**Assignment:** Reproduce word for word, from the entries below, the line with "cache hit for", the line with "fn key_for(&self, psf: &Path, params: &ParameterSet)", and every line between them, and nothing more.

The records: Begin

//! OTF lookup and generation.
//!
//! An OTF is valid for any acquisition that shares its PSF and optics
//! parameters, so generated OTFs are cached for the life of the process.
//! The cache is an explicit object handed to the manager, which keeps
//! batches and tests isolated from each other.

use std::collections::HashMap;
use std::fs::File;
use std::io;
use std::path::{Path, PathBuf};
use std::sync::{Arc, Mutex};
use std::time::UNIX_EPOCH;

use log::{debug, info};
use sha2::{Digest, Sha256};
use strum_macros::{Display, EnumString};

use crate::config::ParameterSet;
use crate::engine::ReconEngine;
use crate::formats::{otf_output_path, FormatBridge, FormatError};

#[derive(Debug, thiserror::Error)]
pub enum OtfError {
    #[error("OTF generation failed for {}", .psf.display())]
    GenerationFailed {
        psf: PathBuf,
        #[source]
        source: crate::engine::EngineError,
    },
    #[error(transparent)]
    Format(#[from] FormatError),
    #[error("failed to fingerprint PSF {}", .path.display())]
    Fingerprint {
        path: PathBuf,
        #[source]
        source: io::Error,
    },
    #[error("no OTF source: neither a PSF nor an override covers {wavelength} nm")]
    NoSource { wavelength: u32 },
    #[error("override OTF for {} nm not found at {}", .wavelength, .path.display())]
    MissingOverride { wavelength: u32, path: PathBuf },
}
impl OtfError {
    pub fn kind(&self) -> &'static str {
        match self {
            OtfError::GenerationFailed { .. } => "generation-failed",
            OtfError::Format(inner) => inner.kind(),
            OtfError::Fingerprint { .. } => "fingerprint",
            OtfError::NoSource { .. } => "no-source",
            OtfError::MissingOverride { .. } => "missing-override",
        }
    }
}

/// How a PSF file's identity enters the cache key.
#[derive(Debug, Clone, Copy, PartialEq, Eq, Display, EnumString)]
#[strum(serialize_all = "kebab-case")]
pub enum PsfKeying {
    /// Digest of the file contents; a rewritten PSF always misses.
    ContentHash,
    /// Path plus modification time; cheaper, trusts the filesystem clock.
    PathMtime,
}

#[derive(Debug, Clone, PartialEq, Eq, Hash)]
pub struct OtfKey {
    psf_id: String,
    wavelength: u32,
    optics: Vec<(String, String)>,
}

/// A usable OTF artifact.
#[derive(Debug, Clone)]
pub struct OtfHandle {
    pub path: PathBuf,
}

type Slot = Arc<Mutex<Option<OtfHandle>>>;

/// Process-wide OTF cache. Populated lazily, cleared on demand, gone at
/// process exit.
#[derive(Default)]
pub struct OtfCache {
    slots: Mutex<HashMap<OtfKey, Slot>>,
}
impl OtfCache {
    pub fn new() -> Self {
        Self::default()
    }
    pub fn clear(&self) {
        self.slots.lock().expect("OTF cache mutex poisoned").clear();
    }
    /// Number of keys holding a generated OTF.
    pub fn len(&self) -> usize {
        self.slots
            .lock()
            .expect("OTF cache mutex poisoned")
            .values()
            .filter(|slot| slot.lock().expect("OTF slot mutex poisoned").is_some())
            .count()
    }
    pub fn is_empty(&self) -> bool {
        self.len() == 0
    }
    fn slot(&self, key: &OtfKey) -> Slot {
        self.slots
            .lock()
            .expect("OTF cache mutex poisoned")
            .entry(key.clone())
            .or_default()
            .clone()
    }
}

pub struct OtfManager {
    cache: Arc<OtfCache>,
    keying: PsfKeying,
    psf: Option<PathBuf>,
    overrides: HashMap<u32, PathBuf>,
    otf_dir: Option<PathBuf>,
}
impl OtfManager {
    pub fn new(cache: Arc<OtfCache>) -> Self {
        Self {
            cache,
            keying: PsfKeying::ContentHash,
            psf: None,
            overrides: HashMap::new(),
            otf_dir: None,
        }
    }
    /// PSF capture OTFs are generated from.
    pub fn psf(self, path: impl Into<PathBuf>) -> Self {
        Self {
            psf: Some(path.into()),
            ..self
        }
    }
    pub fn keying(self, keying: PsfKeying) -> Self {
        Self { keying, ..self }
    }
    /// Directory generated OTFs are written to; next to the PSF if unset.
    pub fn otf_dir(self, dir: impl Into<PathBuf>) -> Self {
        Self {
            otf_dir: Some(dir.into()),
            ..self
        }
    }
    /// Use a pre-built OTF for one wavelength instead of generating.
    pub fn override_otf(mut self, wavelength: u32, path: impl Into<PathBuf>) -> Self {
        self.overrides.insert(wavelength, path.into());
        self
    }

    /// Return the OTF matching the resolved parameters, generating it on
    /// first request. Concurrent callers for the same key block on the
    /// key's slot, so at most one generation runs per key; a failed
    /// generation leaves the slot empty and the next caller retries.
    pub fn get_or_build(
        &self,
        params: &ParameterSet,
        bridge: &FormatBridge,
        engine: &dyn ReconEngine,
    ) -> Result<OtfHandle, OtfError> {
        let wavelength = params.wavelength();
        if let Some(path) = self.overrides.get(&wavelength) {
            if !path.exists() {
                return Err(OtfError::MissingOverride {
                    wavelength,
                    path: path.clone(),
                });
            }
            debug!("using override OTF {} for {} nm", path.display(), wavelength);
            return Ok(OtfHandle { path: path.clone() });
        }
        let psf = self.psf.as_deref().ok_or(OtfError::NoSource { wavelength })?;
        let key = self.key_for(psf, params)?;

        let slot = self.cache.slot(&key);
        let mut guard = slot.lock().expect("OTF slot mutex poisoned");
        if let Some(handle) = guard.as_ref() {
            debug!("OTF cache hit for {} nm", wavelength);
            return Ok(handle.clone());
        }

        let dir = self.otf_dir.clone().unwrap_or_else(|| {
            psf.parent()
                .map(Path::to_path_buf)
                .unwrap_or_else(|| PathBuf::from("."))
        });
        let source = bridge.convert(psf, &dir)?;
        let dest = otf_output_path(psf, &dir, wavelength);
        engine
            .make_otf(&source.converted_path, &dest, params)
            .map_err(|failure| OtfError::GenerationFailed {
                psf: psf.to_path_buf(),
                source: failure.classify(),
            })?;
        info!("generated OTF {} for {} nm", dest.display(), wavelength);

        let handle = OtfHandle { path: dest };
        *guard = Some(handle.clone());
        Ok(handle)
    }

    fn key_for(&self, psf: &Path, params: &ParameterSet) -> Result<OtfKey, OtfError> {
        let psf_id = match self.keying {
            PsfKeying::ContentHash => {
                let mut file = File::open(psf).map_err(|source| OtfError::Fingerprint {
                    path: psf.to_path_buf(),
                    source,
                })?;
                let mut hasher = Sha256::new();
                io::copy(&mut file, &mut hasher).map_err(|source| OtfError::Fingerprint {
                    path: psf.to_path_buf(),
                    source,
                })?;
                hasher
                    .finalize()
                    .iter()
                    .map(|byte| format!("{:02x}", byte))
                    .collect()
            }
            PsfKeying::PathMtime => {
                let modified = std::fs::metadata(psf)
                    .and_then(|meta| meta.modified())
                    .map_err(|source| OtfError::Fingerprint {
                        path: psf.to_path_buf(),
                        source,
                    })?;
                let nanos = modified
                    .duration_since(UNIX_EPOCH)
                    .map(|elapsed| elapsed.as_nanos())
                    .unwrap_or_default();
                format!("{}|{}", psf.display(), nanos)
            }
        };
        Ok(OtfKey {
            psf_id,
            wavelength: params.wavelength(),
            optics: params
                .otf_fields()
                .into_iter()
                .map(|(name, value)| (name.to_string(), value))
                .collect(),
        })
    }
}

The records: End

**Result of the task:**
            debug!("OTF cache hit for {} nm", wavelength);
            return Ok(handle.clone());
        }

        let dir = self.otf_dir.clone().unwrap_or_else(|| {
            psf.parent()
                .map(Path::to_path_buf)
                .unwrap_or_else(|| PathBuf::from("."))
        });
        let source = bridge.convert(psf, &dir)?;
        let dest = otf_output_path(psf, &dir, wavelength);
        engine
            .make_otf(&source.converted_path, &dest, params)
            .map_err(|failure| OtfError::GenerationFailed {
                psf: psf.to_path_buf(),
                source: failure.classify(),
            })?;
        info!("generated OTF {} for {} nm", dest.display(), wavelength);

        let handle = OtfHandle { path: dest };
        *guard = Some(handle.clone());
        Ok(handle)
    }

    fn key_for(&self, psf: &Path, params: &ParameterSet) -> Result<OtfKey, OtfError> {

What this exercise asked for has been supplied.